Telling the story of how those identities intersect in a quietly devastating, unflinchingly honest way, the writing winds back and forth between pragmatically explicit, poetically wistful, and embittered weariness. It reads like a memoir/diary, reflections and remembrances.
There is a framing narrative, including inciting incident (death of step-family member) and goal worked towards (get money to get back to reservation, visit family, attend funeral) but it functions more as background to many pieces of the narrator and his friend's lives recounted, especially the narrator's relationship to two generations of female predecessors.
The aching contrast between enforced colonialist views on gender and sexuality, notions of manhood and masculinity, under which some modern Indigenous peoples are still assimilated, in contrast to more traditional views which are more welcoming to fluidity, really hits hard. It makes Jonny's acceptance by his mother and grandmother that much more beautiful.

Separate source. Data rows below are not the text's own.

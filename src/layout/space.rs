//! Whitespace normalization and counting.

use crate::text::GraphemeString;

/// Whether a cluster counts as whitespace: its first code point is
/// Unicode White_Space.
pub(crate) fn is_space_cluster(cluster: &[char]) -> bool {
    cluster.first().is_some_and(|c| c.is_whitespace())
}

/// Collapse all whitespace in `text` to single ASCII spaces.
///
/// Occurrences of `sep` count as whitespace too. Leading and trailing space
/// is kept (as one space each).
pub(crate) fn collapse_space(text: &GraphemeString, sep: &GraphemeString) -> GraphemeString {
    let replaced = if sep.is_empty() {
        text.clone()
    } else {
        GraphemeString::from(text.to_string().replace(&sep.to_string(), " "))
    };

    let mut out: Vec<char> = Vec::with_capacity(replaced.as_chars().len());
    let mut last_was_space = false;
    for cluster in replaced.clusters() {
        if is_space_cluster(cluster) {
            if !last_was_space {
                out.push(' ');
            }
            last_was_space = true;
        } else {
            out.extend_from_slice(cluster);
            last_was_space = false;
        }
    }
    GraphemeString::from(out)
}

/// Number of whitespace clusters at the start of `text`.
pub(crate) fn count_leading_whitespace(text: &GraphemeString) -> usize {
    text.clusters().take_while(|c| is_space_cluster(c)).count()
}

/// Number of whitespace clusters at the end of `text`.
pub(crate) fn count_trailing_whitespace(text: &GraphemeString) -> usize {
    text.clusters().rev().take_while(|c| is_space_cluster(c)).count()
}
//! Extended grapheme cluster segmentation (UAX #29).

use crate::unicode::property::{GraphemeBreak, grapheme_break, is_ext_picto};

/// Compute the cluster boundaries of a code point sequence.
///
/// Each entry is the exclusive end offset of one cluster, so the result is
/// strictly increasing and its last entry equals `cps.len()`. Empty input
/// gives no boundaries.
#[must_use]
pub fn boundaries(cps: &[char]) -> Vec<usize> {
    if cps.is_empty() {
        return Vec::new();
    }

    let classes: Vec<GraphemeBreak> = cps.iter().map(|&c| grapheme_break(c)).collect();
    let mut ends = Vec::with_capacity(cps.len());
    for i in 1..cps.len() {
        if breaks_before(cps, &classes, i) {
            ends.push(i);
        }
    }
    ends.push(cps.len());
    ends
}

/// Whether there is a cluster boundary between `cps[i - 1]` and `cps[i]`.
fn breaks_before(cps: &[char], classes: &[GraphemeBreak], i: usize) -> bool {
    use GraphemeBreak::{
        CR, Control, Extend, L, LF, LV, LVT, Prepend, RegionalIndicator, SpacingMark, T, V, ZWJ,
    };

    let prev = classes[i - 1];
    let next = classes[i];

    match (prev, next) {
        // GB3
        (CR, LF) => false,
        // GB4, GB5
        (Control | CR | LF, _) | (_, Control | CR | LF) => true,
        // GB6, GB7, GB8
        (L, L | V | LV | LVT) | (LV | V, V | T) | (LVT | T, T) => false,
        // GB9, GB9a
        (_, Extend | ZWJ | SpacingMark) => false,
        // GB9b
        (Prepend, _) => false,
        // GB11
        (ZWJ, _) if is_ext_picto(cps[i]) => !picto_before_zwj(cps, classes, i - 1),
        // GB12, GB13
        (RegionalIndicator, RegionalIndicator) => ri_run_before(classes, i) % 2 == 0,
        // GB999
        _ => true,
    }
}

/// Scan back from the ZWJ at `zwj` over Extend code points for an
/// Extended_Pictographic anchor.
fn picto_before_zwj(cps: &[char], classes: &[GraphemeBreak], zwj: usize) -> bool {
    let mut j = zwj;
    while j > 0 {
        j -= 1;
        if classes[j] != GraphemeBreak::Extend {
            return is_ext_picto(cps[j]);
        }
    }
    false
}

/// Number of consecutive Regional_Indicators ending just before `i`.
fn ri_run_before(classes: &[GraphemeBreak], i: usize) -> usize {
    classes[..i]
        .iter()
        .rev()
        .take_while(|&&c| c == GraphemeBreak::RegionalIndicator)
        .count()
}

/// Iterator over the grapheme clusters of a string slice.
pub struct Graphemes<'a> {
    text: &'a str,
    ends: std::vec::IntoIter<usize>,
    start: usize,
}

impl<'a> Iterator for Graphemes<'a> {
    type Item = &'a str;

    fn next(&mut self) -> Option<Self::Item> {
        let end = self.ends.next()?;
        let cluster = &self.text[self.start..end];
        self.start = end;
        Some(cluster)
    }

    fn size_hint(&self) -> (usize, Option<usize>) {
        self.ends.size_hint()
    }
}

impl ExactSizeIterator for Graphemes<'_> {}

/// Byte offsets at which each cluster of `s` ends.
fn byte_ends(s: &str) -> Vec<usize> {
    let cps: Vec<char> = s.chars().collect();
    let mut byte_at = Vec::with_capacity(cps.len() + 1);
    let mut offset = 0;
    byte_at.push(0);
    for c in &cps {
        offset += c.len_utf8();
        byte_at.push(offset);
    }
    boundaries(&cps).into_iter().map(|end| byte_at[end]).collect()
}

/// Iterate over the extended grapheme clusters of a string.
#[must_use]
pub fn graphemes(s: &str) -> Graphemes<'_> {
    Graphemes {
        text: s,
        ends: byte_ends(s).into_iter(),
        start: 0,
    }
}

/// Iterate over grapheme clusters with their starting byte offsets.
pub fn grapheme_indices(s: &str) -> impl Iterator<Item = (usize, &str)> {
    let mut offset = 0;
    graphemes(s).map(move |g| {
        let start = offset;
        offset += g.len();
        (start, g)
    })
}
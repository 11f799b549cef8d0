mod common;

use bevy::ecs::system::RunSystemOnce;
use bevy::prelude::*;
use common::{start_host, Controller};
use core_world::{
    destroy_all_landmarks, destroy_landmark, CommandMetrics, SpawnedLandmarks, WorldStateStore,
};
use serde_json::json;
use world_proto::LandmarkKind;

fn spawn_line(id: &str, kind: &str) -> String {
    json!({
        "type": "SPAWN_SETTLEMENT",
        "settlement": { "id": id, "name": id, "type": kind, "description": "" },
    })
    .to_string()
}

#[test]
fn spawn_creates_record_registry_entry_and_entity() {
    let mut host = start_host();
    let mut controller = Controller::connect(host.addr).expect("connect");

    controller
        .send_line(&spawn_line("fort-1", "fortress"))
        .expect("send spawn");
    host.pump_until("the landmark to spawn", |app| {
        app.world.resource::<CommandMetrics>().landmarks_spawned == 1
    });

    let entry = *host
        .app
        .world
        .resource::<SpawnedLandmarks>()
        .get("fort-1")
        .expect("registry entry");
    let store = host.app.world.resource::<WorldStateStore>();
    let records = store.landmarks();
    assert_eq!(records.len(), 1);
    assert_eq!(records[0].id, "fort-1");
    assert_eq!(records[0].kind, LandmarkKind::Fortress);
    assert_eq!(records[0].position.x, entry.position.x);
    assert_eq!(records[0].position.z, entry.position.z);
    assert!(host.app.world.get_entity(entry.entity).is_some());
    controller.expect_acks(1).expect("ack");
}

#[test]
fn duplicate_spawn_is_rejected_but_acked() {
    let mut host = start_host();
    let mut controller = Controller::connect(host.addr).expect("connect");

    controller
        .send_line(&spawn_line("dup", "settlement"))
        .expect("first spawn");
    controller
        .send_line(&spawn_line("dup", "settlement"))
        .expect("second spawn");

    host.pump_until("the duplicate to be rejected", |app| {
        app.world.resource::<CommandMetrics>().duplicates_rejected == 1
    });
    assert_eq!(host.app.world.resource::<SpawnedLandmarks>().len(), 1);
    assert_eq!(
        host.app.world.resource::<WorldStateStore>().landmarks().len(),
        1,
        "collection length unchanged after the rejected spawn"
    );
    controller.expect_acks(2).expect("both lines acked");
}

#[test]
fn wire_spawns_keep_the_minimum_spacing() {
    let mut host = start_host();
    let mut controller = Controller::connect(host.addr).expect("connect");

    controller
        .send_line(&spawn_line("a", "settlement"))
        .expect("spawn a");
    controller
        .send_line(&spawn_line("b", "ruin"))
        .expect("spawn b");
    host.pump_until("both landmarks to spawn", |app| {
        app.world.resource::<CommandMetrics>().landmarks_spawned == 2
    });

    let registry = host.app.world.resource::<SpawnedLandmarks>();
    let a = registry.get("a").expect("a registered").position;
    let b = registry.get("b").expect("b registered").position;
    assert!(
        a.truncate().distance(b.truncate()) >= 500.0,
        "default spacing rule violated: {a:?} vs {b:?}"
    );
    controller.expect_acks(2).expect("two acks");
}

#[test]
fn destroying_landmarks_keeps_registry_and_store_in_lockstep() {
    let mut host = start_host();
    let mut controller = Controller::connect(host.addr).expect("connect");

    for (id, kind) in [("one", "monastery"), ("two", "natural"), ("three", "ruin")] {
        controller.send_line(&spawn_line(id, kind)).expect("spawn");
    }
    host.pump_until("all three landmarks to spawn", |app| {
        app.world.resource::<CommandMetrics>().landmarks_spawned == 3
    });
    controller.expect_acks(3).expect("three acks");

    let removed = host.app.world.run_system_once(
        |mut commands: Commands,
         mut registry: ResMut<SpawnedLandmarks>,
         mut store: ResMut<WorldStateStore>| {
            destroy_landmark(&mut commands, &mut registry, &mut store, "two")
        },
    );
    assert!(removed);
    assert_eq!(host.app.world.resource::<SpawnedLandmarks>().len(), 2);
    assert!(host
        .app
        .world
        .resource::<WorldStateStore>()
        .landmarks()
        .iter()
        .all(|landmark| landmark.id != "two"));

    let cleared = host.app.world.run_system_once(
        |mut commands: Commands,
         mut registry: ResMut<SpawnedLandmarks>,
         mut store: ResMut<WorldStateStore>| {
            destroy_all_landmarks(&mut commands, &mut registry, &mut store)
        },
    );
    assert_eq!(cleared, 2);
    assert!(host.app.world.resource::<SpawnedLandmarks>().is_empty());
    assert!(host
        .app
        .world
        .resource::<WorldStateStore>()
        .landmarks()
        .is_empty());
}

I like that the book ends with the possibility that these characters cannot just survive, but possibly thrive, but it doesn't shrink from the reality that their identities disadvantage them in a world of intolerance and white privilege. It will require acknowledging what about their upbringing programming their current behavior may no longer serve them, while it is gentle about not necessarily framing any blame on parental figures rather than the system that let them down for generations.
The introduction to the author's note of gratitude at the back feels like the perfect summary to the notes of brave, angry, mournful and accepting felt throughout the book.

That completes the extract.